I have an app that stores user uploaded spreadsheets as tables in PostgreSQL. Everytime an user uploads a spreadsheet I create a record in a Dataset table containing the physical table name, its alias and the owner. I can retrieve a certain Dataset information with
GET domain.com/v1/Datasets/{id}
AFAIK, the relation between rows in Dataset and physical tables can't be enforced by a FK, or at least I haven't seen anyones creating FKs on the information_schema of PostgreSQL, and FKs can't drop tables, or can they? So it's common to have orphan tables, or records in Dataset that point to tables that no longer exist.
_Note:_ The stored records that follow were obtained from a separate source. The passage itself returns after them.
// /////////////////////////////////////////////////////////////////////////////
// vSphere Migrator
// Copyright (c) 2025 Michael Gardner, A Bit of Help, Inc.
// SPDX-License-Identifier: BSD-3-Clause
// See LICENSE file in the project root.
// /////////////////////////////////////////////////////////////////////////////

//! Domain-side DTOs exchanged across the [`crate::repositories::ClusterGateway`]
//! port. Kept independent of `k8s-openapi` so the domain crate has no
//! dependency on the Kubernetes client stack; the infrastructure layer maps
//! these to/from real API types.

use serde::{Deserialize, Serialize};

/// `Infrastructure.spec.platformSpec.vsphere`, reduced to the fields the
/// pipeline reads or mutates.
#[derive(Debug, Clone, Default, Serialize, Deserialize)]
pub struct InfrastructurePlatformSpec {
    pub infrastructure_name: String,
    pub vcenters: Vec<String>,
    pub failure_domain_names: Vec<String>,
}

#[derive(Debug, Clone, Copy, PartialEq, Eq, Serialize, Deserialize)]
pub enum ClusterOperatorConditionType {
    Available,
    Degraded,
    Progressing,
}

#[derive(Debug, Clone, Serialize, Deserialize)]
pub struct ClusterOperatorHealth {
    pub name: String,
    pub available: bool,
    pub degraded: bool,
    pub progressing: bool,
}

impl ClusterOperatorHealth {
    pub fn is_healthy(&self) -> bool {
        self.available && !self.degraded && !self.progressing
    }
}

#[derive(Debug, Clone, Serialize, Deserialize)]
pub struct MachineSetSummary {
    pub name: String,
    pub replicas: u32,
    pub ready_replicas: u32,
    /// `true` if the provider spec's `workspace.server` matches a source
    /// vCenter, used by ScaleOldMachines to find MachineSets to retire.
    pub provider_server: String,
}

#[derive(Debug, Clone, Copy, PartialEq, Eq, Serialize, Deserialize)]
pub enum CpmsState {
    Active,
    Inactive,
}

#[derive(Debug, Clone, Serialize, Deserialize)]
pub struct CpmsSnapshot {
    pub state: CpmsState,
    pub generation: i64,
    pub observed_generation: i64,
    pub replicas: u32,
    pub updated_replicas: u32,
    pub ready_replicas: u32,
}

impl CpmsSnapshot {
    /// Rollout is complete only when all three replica counts
    /// equal the same non-zero value, *and* the controller has observed the
    /// spec bump.
    pub fn rollout_is_complete(&self) -> bool {
        self.observed_generation >= self.generation
            && self.replicas > 0
            && self.replicas == self.updated_replicas
            && self.replicas == self.ready_replicas
    }
}

#[derive(Debug, Clone, Serialize, Deserialize)]
pub struct PvSummary {
    pub name: String,
    pub volume_handle: String,
    pub driver: String,
    pub reclaim_policy: String,
    pub bound_pvc_name: Option<String>,
    pub bound_pvc_namespace: Option<String>,
}

impl PvSummary {
    pub const VSPHERE_CSI_DRIVER: &'static str = "csi.vsphere.vmware.com";

    pub fn is_vsphere_csi(&self) -> bool {
        self.driver == Self::VSPHERE_CSI_DRIVER
    }
}

#[derive(Debug, Clone, Copy, PartialEq, Eq, Serialize, Deserialize)]
pub enum WorkloadKind {
    Deployment,
    StatefulSet,
    ReplicaSet,
}

#[derive(Debug, Clone, Serialize, Deserialize)]
pub struct WorkloadRef {
    pub kind: WorkloadKind,
    pub name: String,
    pub namespace: String,
    pub replicas: u32,
}
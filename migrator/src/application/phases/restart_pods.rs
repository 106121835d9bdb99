// /////////////////////////////////////////////////////////////////////////////
// vSphere Migrator
// Copyright (c) 2025 Michael Gardner, A Bit of Help, Inc.
// SPDX-License-Identifier: BSD-3-Clause
// See LICENSE file in the project root.
// /////////////////////////////////////////////////////////////////////////////

//! Bounces the vSphere cloud controller manager, the machine API
//! controller, and the CSI driver so each picks up the updated credentials
//! and platform configuration. `MonitorHealth` confirms they come back up.

use crate::application::well_known::*;
use migrator_domain::entities::{MigrationSpec, MigrationStatus};
use migrator_domain::error::MigrationError;
use migrator_domain::value_objects::PhaseName;
use migrator_domain::{Phase, PhaseContext, PhaseOutcome};

pub struct RestartPodsPhase;

#[async_trait::async_trait]
impl Phase for RestartPodsPhase {
    fn name(&self) -> PhaseName {
        PhaseName::RestartPods
    }

    async fn validate(&self, _spec: &MigrationSpec, _status: &MigrationStatus) -> Result<(), MigrationError> {
        Ok(())
    }

    async fn execute(&self, ctx: &PhaseContext, _spec: &MigrationSpec, _status: &mut MigrationStatus) -> Result<PhaseOutcome, MigrationError> {
        let ccm = ctx.cluster.delete_pods_by_label(CCM_NAMESPACE, CCM_LABEL).await?;
        let mapi = ctx.cluster.delete_pods_by_label(MACHINE_API_NAMESPACE, MACHINE_API_CONTROLLER_LABEL).await?;
        let csi = ctx.cluster.delete_pods_by_label(CSI_DRIVER_NAMESPACE, CSI_DRIVER_LABEL).await?;

        Ok(PhaseOutcome::completed(format!(
            "bounced {ccm} cloud-controller-manager, {mapi} machine-api-controller, {csi} CSI driver pod(s)"
        )))
    }

    async fn rollback(&self, _ctx: &PhaseContext, _spec: &MigrationSpec, _status: &mut MigrationStatus) -> Result<(), MigrationError> {
        Ok(())
    }
}
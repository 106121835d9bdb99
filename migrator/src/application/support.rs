// /////////////////////////////////////////////////////////////////////////////
// vSphere Migrator
// Copyright (c) 2025 Michael Gardner, A Bit of Help, Inc.
// SPDX-License-Identifier: BSD-3-Clause
// See LICENSE file in the project root.
// /////////////////////////////////////////////////////////////////////////////

//! Small helpers shared across phase implementations: backup payload
//! encoding and a couple of object-name builders that would otherwise be
//! copy-pasted into every phase file.

use base64::engine::general_purpose::STANDARD;
use base64::Engine;
use migrator_domain::entities::{BackupKey, MachineSetReplicaBackup, ResourceBackup};
use migrator_domain::error::MigrationError;
use serde::{de::DeserializeOwned, Serialize};

/// Serializes `value` to JSON and base64-encodes it for storage in
/// `status.backups`. The upstream system snapshots YAML; the domain layer
/// only ever sees reduced DTOs (never a full Kubernetes object), so JSON is
/// the faithful equivalent here — noted as a deliberate deviation.
pub fn encode_backup_payload<T: Serialize>(value: &T) -> Result<String, MigrationError> {
    let json = serde_json::to_vec(value)?;
    Ok(STANDARD.encode(json))
}

pub fn decode_backup_payload<T: DeserializeOwned>(payload_base64: &str) -> Result<T, MigrationError> {
    let bytes = STANDARD
        .decode(payload_base64)
        .map_err(|e| MigrationError::resource(format!("corrupt backup payload: {e}")))?;
    Ok(serde_json::from_slice(&bytes)?)
}

pub fn make_backup(kind: &str, name: &str, namespace: &str, payload_base64: String, now: chrono::DateTime<chrono::Utc>) -> ResourceBackup {
    ResourceBackup { kind: kind.to_string(), name: name.to_string(), namespace: namespace.to_string(), payload_base64, timestamp: now }
}

pub fn machine_set_replica_backup_key(name: &str) -> BackupKey {
    BackupKey::new(crate::application::well_known::MACHINE_SET_REPLICAS_KIND, name, "")
}

pub fn find_machine_set_replica_backup(status: &migrator_domain::entities::MigrationStatus, name: &str) -> Option<MachineSetReplicaBackup> {
    status.get_backup(&machine_set_replica_backup_key(name)).and_then(|b| decode_backup_payload(&b.payload_base64).ok())
}

/// Deterministic worker MachineSet name: `<infraID>-worker-<failureDomainName>`.
pub fn worker_machine_set_name(infrastructure_id: &str, failure_domain_name: &str) -> String {
    format!("{infrastructure_id}-worker-{failure_domain_name}")
}
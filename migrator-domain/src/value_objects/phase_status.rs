// /////////////////////////////////////////////////////////////////////////////
// vSphere Migrator
// Copyright (c) 2025 Michael Gardner, A Bit of Help, Inc.
// SPDX-License-Identifier: BSD-3-Clause
// See LICENSE file in the project root.
// /////////////////////////////////////////////////////////////////////////////

//! `currentPhaseState.status` / `phaseHistory[].status`.

use schemars::JsonSchema;
use serde::{Deserialize, Serialize};

#[derive(Debug, Clone, Copy, PartialEq, Eq, Serialize, Deserialize, JsonSchema)]
pub enum PhaseStatus {
    Pending,
    Running,
    Completed,
    Failed,
    Skipped,
}

impl PhaseStatus {
    /// A phase entry with this status is "done" for pipeline-order purposes:
    /// phases appear in order with no skips except Skipped-status entries.
    pub fn is_done(self) -> bool {
        matches!(self, PhaseStatus::Completed | PhaseStatus::Skipped)
    }

    pub fn is_terminal(self) -> bool {
        matches!(self, PhaseStatus::Completed | PhaseStatus::Failed | PhaseStatus::Skipped)
    }
}

/// `status.phase`: the pipeline position, plus the two terminal-leaning
/// states orthogonal to the forward pipeline.
#[derive(Debug, Clone, PartialEq, Eq, Serialize, Deserialize, JsonSchema)]
pub enum MigrationPhaseField {
    NotStarted,
    InPhase(crate::value_objects::phase_name::PhaseName),
    Completed,
    Failed,
    RollingBack,
    RollbackCompleted,
}

impl Default for MigrationPhaseField {
    fn default() -> Self {
        MigrationPhaseField::NotStarted
    }
}
// /////////////////////////////////////////////////////////////////////////////
// vSphere Migrator
// Copyright (c) 2025 Michael Gardner, A Bit of Help, Inc.
// SPDX-License-Identifier: BSD-3-Clause
// See LICENSE file in the project root.
// /////////////////////////////////////////////////////////////////////////////

//! Scales the cluster-version-operator to zero so it doesn't fight the
//! pipeline's own reconfiguration of the platform spec, recording the prior
//! replica count so rollback (and Verify) can restore it.

use crate::application::support::{decode_backup_payload, encode_backup_payload, make_backup};
use crate::application::well_known::{CVO_DEPLOYMENT, CVO_NAMESPACE, DEPLOYMENT_KIND};
use migrator_domain::entities::{BackupKey, MigrationSpec, MigrationStatus};
use migrator_domain::error::MigrationError;
use migrator_domain::value_objects::PhaseName;
use migrator_domain::{Phase, PhaseContext, PhaseOutcome};
use serde::{Deserialize, Serialize};

#[derive(Debug, Clone, Serialize, Deserialize)]
struct CvoReplicaBackup {
    replicas: u32,
}

pub struct DisableCvoPhase;

impl DisableCvoPhase {
    fn backup_key() -> BackupKey {
        BackupKey::new(DEPLOYMENT_KIND, CVO_DEPLOYMENT, CVO_NAMESPACE)
    }
}

/// The replica count to restore the cluster-version-operator to: whatever
/// `DisableCvoPhase::execute` backed up, or 1 if it never ran (or the backup
/// didn't decode). Shared with the rollback sweep's unconditional final
/// rescale so CVO ends up at its pre-migration count even when this phase's
/// own `rollback` step failed partway through.
pub fn cvo_prior_replicas(status: &MigrationStatus) -> u32 {
    status
        .get_backup(&DisableCvoPhase::backup_key())
        .and_then(|b| decode_backup_payload::<CvoReplicaBackup>(&b.payload_base64).ok())
        .map(|b| b.replicas.max(1))
        .unwrap_or(1)
}

#[async_trait::async_trait]
impl Phase for DisableCvoPhase {
    fn name(&self) -> PhaseName {
        PhaseName::DisableCvo
    }

    async fn validate(&self, _spec: &MigrationSpec, _status: &MigrationStatus) -> Result<(), MigrationError> {
        Ok(())
    }

    async fn execute(&self, ctx: &PhaseContext, _spec: &MigrationSpec, status: &mut MigrationStatus) -> Result<PhaseOutcome, MigrationError> {
        let replicas = ctx.cluster.get_deployment_replicas(CVO_DEPLOYMENT, CVO_NAMESPACE).await?;

        if status.get_backup(&Self::backup_key()).is_none() {
            let backup = CvoReplicaBackup { replicas };
            status.backup_resource(make_backup(DEPLOYMENT_KIND, CVO_DEPLOYMENT, CVO_NAMESPACE, encode_backup_payload(&backup)?, ctx.clock.now()));
        }

        if replicas == 0 {
            return Ok(PhaseOutcome::completed("cluster-version-operator already scaled to zero"));
        }

        ctx.cluster.scale_deployment(CVO_DEPLOYMENT, CVO_NAMESPACE, 0).await?;
        Ok(PhaseOutcome::completed(format!("scaled cluster-version-operator from {replicas} to 0 replicas")))
    }

    async fn rollback(&self, ctx: &PhaseContext, _spec: &MigrationSpec, status: &mut MigrationStatus) -> Result<(), MigrationError> {
        ctx.cluster.scale_deployment(CVO_DEPLOYMENT, CVO_NAMESPACE, cvo_prior_replicas(status)).await
    }
}
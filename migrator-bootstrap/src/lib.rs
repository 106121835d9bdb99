// /////////////////////////////////////////////////////////////////////////////
// vSphere Migrator
// Copyright (c) 2025 Michael Gardner, A Bit of Help, Inc.
// SPDX-License-Identifier: BSD-3-Clause
// See LICENSE file in the project root.
// /////////////////////////////////////////////////////////////////////////////

//! # Bootstrap Module
//!
//! The bootstrap module sits **outside** the domain/application/
//! infrastructure layers and provides:
//!
//! - **Entry point** — composition root wiring `migrator`'s gateways,
//!   reconciler, and metrics server together
//! - **CLI** — secure, validated argument parsing
//! - **Leader election** — so only one replica reconciles at a time
//! - **Signal handling** — graceful shutdown on SIGTERM/SIGINT/SIGHUP
//! - **Exit codes** — Unix exit code mapping for systemd/CI
//!
//! ## Key Design Principles
//!
//! 1. Bootstrap can depend on every other layer; no other layer depends on
//!    bootstrap.
//! 2. Shutdown is coordinated through one [`shutdown::ShutdownCoordinator`]:
//!    both the signal handler and the leader-election loop cancel the same
//!    token, so the reconciler has a single cancellation path regardless of
//!    why it stopped running.

pub mod cli;
pub mod exit_code;
pub mod leader_election;
pub mod logger;
pub mod shutdown;
pub mod signals;

pub use cli::{parse_and_validate, ParseError, ValidatedCli};
pub use exit_code::{map_error_to_exit_code, result_to_exit_code, ExitCode};

pub fn bootstrap_cli() -> Result<ValidatedCli, cli::ParseError> {
    cli::parse_and_validate()
}
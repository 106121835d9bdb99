// /////////////////////////////////////////////////////////////////////////////
// vSphere Migrator
// Copyright (c) 2025 Michael Gardner, A Bit of Help, Inc.
// SPDX-License-Identifier: BSD-3-Clause
// See LICENSE file in the project root.
// /////////////////////////////////////////////////////////////////////////////

//! The per-volume CSI migration DAG:
//!
//! ```text
//! Pending → RetainSet → Quiesced → PVCDeleted → Relocating → Relocated → Registered → PVUpdated → Complete
//!                                       ↓ (any step)
//!                                     Failed (terminal, manual remediation)
//! ```

use schemars::JsonSchema;
use serde::{Deserialize, Serialize};

#[derive(Debug, Clone, Copy, PartialEq, Eq, Serialize, Deserialize, JsonSchema)]
pub enum PvMigrationStatus {
    Pending,
    RetainSet,
    Quiesced,
    PvcDeleted,
    Relocating,
    Relocated,
    Registered,
    PvUpdated,
    Complete,
    Failed,
}

impl PvMigrationStatus {
    fn forward_order(self) -> Option<usize> {
        const ORDER: [PvMigrationStatus; 9] = [
            PvMigrationStatus::Pending,
            PvMigrationStatus::RetainSet,
            PvMigrationStatus::Quiesced,
            PvMigrationStatus::PvcDeleted,
            PvMigrationStatus::Relocating,
            PvMigrationStatus::Relocated,
            PvMigrationStatus::Registered,
            PvMigrationStatus::PvUpdated,
            PvMigrationStatus::Complete,
        ];
        ORDER.iter().position(|s| *s == self)
    }

    /// True if `self -> next` is an edge of the DAG above. `Failed` is
    /// reachable from any non-terminal state; `Complete` and `Failed` are
    /// terminal and have no outgoing edges (status is never downgraded per
    /// the normal forward progression, except through rollback which operates outside this
    /// predicate).
    pub fn can_transition_to(self, next: PvMigrationStatus) -> bool {
        if matches!(self, PvMigrationStatus::Complete | PvMigrationStatus::Failed) {
            return false;
        }
        if next == PvMigrationStatus::Failed {
            return true;
        }
        match (self.forward_order(), next.forward_order()) {
            (Some(a), Some(b)) => b == a + 1,
            _ => false,
        }
    }

    /// Failure policy: any failure at or after `Quiesced` leaves
    /// workloads scaled down rather than attempting to restore them.
    pub fn workloads_were_scaled_down(self) -> bool {
        !matches!(self, PvMigrationStatus::Pending | PvMigrationStatus::RetainSet)
    }

    pub fn is_terminal(self) -> bool {
        matches!(self, PvMigrationStatus::Complete | PvMigrationStatus::Failed)
    }
}

/// Classification used by `Quiesced` to decide restore behavior
/// Complete step): StatefulSets regenerate their own PVC from
/// `volumeClaimTemplates` and are never recreated by this system.
#[derive(Debug, Clone, Copy, PartialEq, Eq, Serialize, Deserialize, JsonSchema)]
pub enum WorkloadType {
    StatefulSet,
    Deployment,
    ReplicaSet,
    Other,
}

#[cfg(test)]
mod tests {
    use super::*;

    #[test]
    fn happy_path_is_a_walk_of_valid_edges() {
        use PvMigrationStatus::*;
        let path = [Pending, RetainSet, Quiesced, PvcDeleted, Relocating, Relocated, Registered, PvUpdated, Complete];
        for window in path.windows(2) {
            assert!(window[0].can_transition_to(window[1]), "{:?} -> {:?}", window[0], window[1]);
        }
    }

    #[test]
    fn any_non_terminal_state_can_fail() {
        use PvMigrationStatus::*;
        for s in [Pending, RetainSet, Quiesced, PvcDeleted, Relocating, Relocated, Registered, PvUpdated] {
            assert!(s.can_transition_to(Failed));
        }
    }

    #[test]
    fn terminal_states_have_no_outgoing_edges() {
        use PvMigrationStatus::*;
        assert!(!Complete.can_transition_to(Failed));
        assert!(!Failed.can_transition_to(Complete));
    }

    #[test]
    fn cannot_skip_steps() {
        use PvMigrationStatus::*;
        assert!(!Pending.can_transition_to(Quiesced));
        assert!(!RetainSet.can_transition_to(Relocating));
    }

    #[test]
    fn scaled_down_tracking_matches_failure_policy() {
        use PvMigrationStatus::*;
        assert!(!Pending.workloads_were_scaled_down());
        assert!(!RetainSet.workloads_were_scaled_down());
        assert!(Quiesced.workloads_were_scaled_down());
        assert!(Relocating.workloads_were_scaled_down());
        assert!(Failed.workloads_were_scaled_down());
    }
}
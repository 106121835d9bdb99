// /////////////////////////////////////////////////////////////////////////////
// vSphere Migrator
// Copyright (c) 2025 Michael Gardner, A Bit of Help, Inc.
// SPDX-License-Identifier: BSD-3-Clause
// See LICENSE file in the project root.
// /////////////////////////////////////////////////////////////////////////////

//! # Leader Election
//!
//! Wraps [`kube_leader_election::LeaseLock`] so that when the operator runs
//! with more than one replica, only the leader runs the reconciler loop.
//! Loss of leadership cancels the same [`crate::shutdown::ShutdownCoordinator`]
//! token the signal handler uses, so the reconcile loop has one shutdown
//! path regardless of why it stopped being allowed to run.

use crate::shutdown::ShutdownCoordinator;
use kube::Client;
use kube_leader_election::{LeaseLock, LeaseLockParams};
use std::time::Duration;

pub struct LeaderElectionConfig {
    pub lease_name: String,
    pub lease_namespace: String,
    pub holder_identity: String,
    pub lease_duration: Duration,
    pub renew_deadline: Duration,
}

impl LeaderElectionConfig {
    pub fn new(lease_name: String, lease_namespace: String, holder_identity: String) -> Self {
        Self {
            lease_name,
            lease_namespace,
            holder_identity,
            lease_duration: Duration::from_secs(15),
            renew_deadline: Duration::from_secs(10),
        }
    }
}

/// Runs the leader-election renewal loop until cancelled. While holding the
/// lease it polls at `renew_deadline` intervals; if a renewal fails (lease
/// stolen, API unreachable past the lease duration) it initiates shutdown so
/// the reconciler stops acting on an object it may no longer be the sole
/// writer for.
pub async fn run(client: Client, cfg: LeaderElectionConfig, shutdown: ShutdownCoordinator) {
    let lock = LeaseLock::new(
        client,
        &cfg.lease_namespace,
        LeaseLockParams {
            holder_id: cfg.holder_identity.clone(),
            lease_name: cfg.lease_name.clone(),
            lease_ttl: cfg.lease_duration,
        },
    );

    let token = shutdown.token();
    loop {
        tokio::select! {
            _ = token.cancelled() => {
                tracing::info!("leader election loop stopping on shutdown signal");
                return;
            }
            result = lock.try_acquire_or_renew() => {
                match result {
                    Ok(lease) if lease.acquired_lease => {
                        tracing::debug!(holder = %cfg.holder_identity, "holding leader lease");
                    }
                    Ok(_) => {
                        tracing::debug!("not the leader; waiting");
                    }
                    Err(err) => {
                        tracing::error!(error = %err, "leader election renewal failed; initiating shutdown");
                        shutdown.initiate_shutdown();
                        return;
                    }
                }
            }
        }
        tokio::time::sleep(cfg.renew_deadline).await;
    }
}
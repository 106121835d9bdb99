// /////////////////////////////////////////////////////////////////////////////
// vSphere Migrator
// Copyright (c) 2025 Michael Gardner, A Bit of Help, Inc.
// SPDX-License-Identifier: BSD-3-Clause
// See LICENSE file in the project root.
// /////////////////////////////////////////////////////////////////////////////

//! `VSphereMigration.status`: the reconciler's sole write target.

use crate::entities::phase_state::{CurrentPhaseState, PhaseHistoryEntry};
use crate::entities::resource_backup::{BackupKey, ResourceBackup};
use crate::entities::pv_migration_state::PvMigrationState;
use crate::value_objects::phase_status::MigrationPhaseField;
use crate::value_objects::{PhaseName, PhaseStatus};
use chrono::{DateTime, Utc};
use schemars::JsonSchema;
use serde::{Deserialize, Serialize};

#[derive(Debug, Clone, Default, Serialize, Deserialize, JsonSchema)]
pub struct CsiMigrationState {
    pub total: u32,
    pub migrated: u32,
    pub failed: u32,
    pub volumes: Vec<PvMigrationState>,
}

impl CsiMigrationState {
    /// "the phase reports completion only when total = migrated + failed".
    pub fn is_settled(&self) -> bool {
        self.total == self.migrated + self.failed
    }
}

#[derive(Debug, Clone, Default, Serialize, Deserialize, JsonSchema)]
pub struct MigrationStatus {
    #[serde(default)]
    pub phase: MigrationPhaseField,
    #[serde(default, skip_serializing_if = "Option::is_none")]
    pub current_phase_state: Option<CurrentPhaseState>,
    #[serde(default)]
    pub phase_history: Vec<PhaseHistoryEntry>,
    #[serde(default)]
    pub backups: Vec<ResourceBackup>,
    #[serde(default)]
    pub csi_migration_state: CsiMigrationState,
    #[serde(default, skip_serializing_if = "Option::is_none")]
    pub start_time: Option<DateTime<Utc>>,
    #[serde(default, skip_serializing_if = "Option::is_none")]
    pub completion_time: Option<DateTime<Utc>>,
}

impl MigrationStatus {
    /// Backup store: `BackupResource` — idempotent by key, the cluster
    /// status is the sole store.
    pub fn backup_resource(&mut self, backup: ResourceBackup) {
        let key = backup.key();
        if self.backups.iter().any(|b| b.key() == key) {
            return;
        }
        self.backups.push(backup);
    }

    /// Backup store: `GetBackup`.
    pub fn get_backup(&self, key: &BackupKey) -> Option<&ResourceBackup> {
        self.backups.iter().find(|b| &b.key() == key)
    }

    /// The single incomplete history entry, if any (at most
    /// one may exist, and it must match `currentPhaseState.name`).
    pub fn open_history_entry(&self) -> Option<&PhaseHistoryEntry> {
        self.phase_history.iter().find(|e| e.is_incomplete())
    }

    pub fn open_history_entry_mut(&mut self) -> Option<&mut PhaseHistoryEntry> {
        self.phase_history.iter_mut().find(|e| e.is_incomplete())
    }

    /// Consistency check used by tests and defensively by the state
    /// machine before mutating history.
    pub fn invariants_hold(&self) -> bool {
        let open: Vec<_> = self.phase_history.iter().filter(|e| e.is_incomplete()).collect();
        if open.len() > 1 {
            return false;
        }
        if let (Some(entry), Some(current)) = (open.first(), &self.current_phase_state) {
            if entry.phase != current.name {
                return false;
            }
        }
        true
    }

    /// Phase history appears in canonical order, skipping
    /// `Skipped` entries (they may appear out of the "every phase ran" set
    /// but never out of relative order).
    pub fn history_is_in_canonical_order(&self) -> bool {
        let mut last_index: Option<usize> = None;
        for entry in &self.phase_history {
            if !entry.status.is_done() && !matches!(entry.status, PhaseStatus::Failed) {
                continue;
            }
            let idx = entry.phase.index();
            if let Some(last) = last_index {
                if idx < last {
                    return false;
                }
            }
            last_index = Some(idx);
        }
        true
    }
}

#[cfg(test)]
mod tests {
    use super::*;

    fn backup(kind: &str, name: &str) -> ResourceBackup {
        ResourceBackup {
            kind: kind.into(),
            name: name.into(),
            namespace: "openshift-config".into(),
            payload_base64: "eA==".into(),
            timestamp: Utc::now(),
        }
    }

    #[test]
    fn backup_resource_is_idempotent_by_key() {
        let mut status = MigrationStatus::default();
        status.backup_resource(backup("Infrastructure", "cluster"));
        status.backup_resource(backup("Infrastructure", "cluster"));
        assert_eq!(status.backups.len(), 1);
    }

    #[test]
    fn get_backup_finds_by_key() {
        let mut status = MigrationStatus::default();
        status.backup_resource(backup("Secret", "vsphere-creds"));
        let key = BackupKey::new("Secret", "vsphere-creds", "openshift-config");
        assert!(status.get_backup(&key).is_some());
    }

    #[test]
    fn csi_state_settled_iff_total_equals_migrated_plus_failed() {
        let mut csi = CsiMigrationState { total: 2, migrated: 1, failed: 0, volumes: vec![] };
        assert!(!csi.is_settled());
        csi.failed = 1;
        assert!(csi.is_settled());
    }

    #[test]
    fn invariants_hold_rejects_two_open_entries() {
        let mut status = MigrationStatus::default();
        status.phase_history.push(PhaseHistoryEntry {
            phase: PhaseName::Preflight,
            status: PhaseStatus::Running,
            start_time: Utc::now(),
            completion_time: None,
            message: String::new(),
            logs: vec![],
        });
        status.phase_history.push(PhaseHistoryEntry {
            phase: PhaseName::Backup,
            status: PhaseStatus::Running,
            start_time: Utc::now(),
            completion_time: None,
            message: String::new(),
            logs: vec![],
        });
        assert!(!status.invariants_hold());
    }
}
I have managed this with business logic and cleaning tasks.
Now, to access one of those physical tables, for example one called nba_teams I would need to declare an NbaTeams model in loopback and restart the app, then query its records with
GET domain.com/v1/NbaTeams/{id}
But that can't scale, specially if I'm already having like 100 uploads a day. So from where I'm standing, there are two ways to go:
1.- Create one model, then add 4 custom methods that accepts a table name as a string, and perform the next CRUD operation on that table name via raw queries. For example, to list the records:
GET domain.com/v1/Datasets/getTable/NbaTeams
or, to update one team
PUT domain.com/v1/Datasets/getTable/NbaTeams/{teamId}
This sounds unelegant but should work.
2.- Create a custom method that accepts a table name as a string, which in turn creates an ephemeral model and forward the HTTP verb and the rest of the arguments to it
dataSource.discoverAndBuildModels('nba_teams', {
owner: 'uploader'
}, function (err, models) {
console.log(models);
models.NbaTeams.find(function (err, act) {
if (err) {
console.error(err);
} else {
console.log(act);
}
dataSource.disconnect();
});
});
this second one I haven't got to work yet, and I don't know how much overhead it might have, but I'm sure it's doable.
So before I dig in deeper I came to ask: has anybody dealt with this row-to-table relation? What are the good practices in this?
In the end, I did my own hacky workaround and I thought it may help someone, some day.
What I did was put a middleware (with regular express syntax) to listen for /v1/dataset{id_dataset} , create the model on the fly and pass the execution to the next middleware
app.use('/v1/dataset:id_dataset', function(req, res, next) {
var idDataset=req.params.id_dataset;
app.getTheTable(idDataset,function(err,result) {
if(err) {
console.error(err);
res.json({"error":"couldn't retrieve related table"});
} else {
next();
}
});
});
inside the app.getTheTable function, I'm creating a model dynamically and setting it up before callback
app.getTheTable = function (idDataset, callback) {
var Table = app.models.Dataset,
modelName='dataset'+idDataset,
dataSource;
Table.findById(idDataset, function (err, resultados) {
if (err) {
callback(new Error('Unauthorized'));
} else {
if(app.models[modelName]) {
callback(null,modelName); // model already exists
} else {
var theDataset = dataSource.createModel(modelName, properties, options);
theDataset.settings.plural = modelName;
theDataset.setup();
app.model(theDataset);
var restApiRoot = app.get('restApiRoot');
app.use(restApiRoot, app.loopback.rest());
callback(null, modelName);
}
}
});
};
It's hacky, I know, and I believe there must be some kind of performance penalty for overloading restApiRoot middleware, but it's still better tan creating 500 models on startup to cover all possible dataset requests.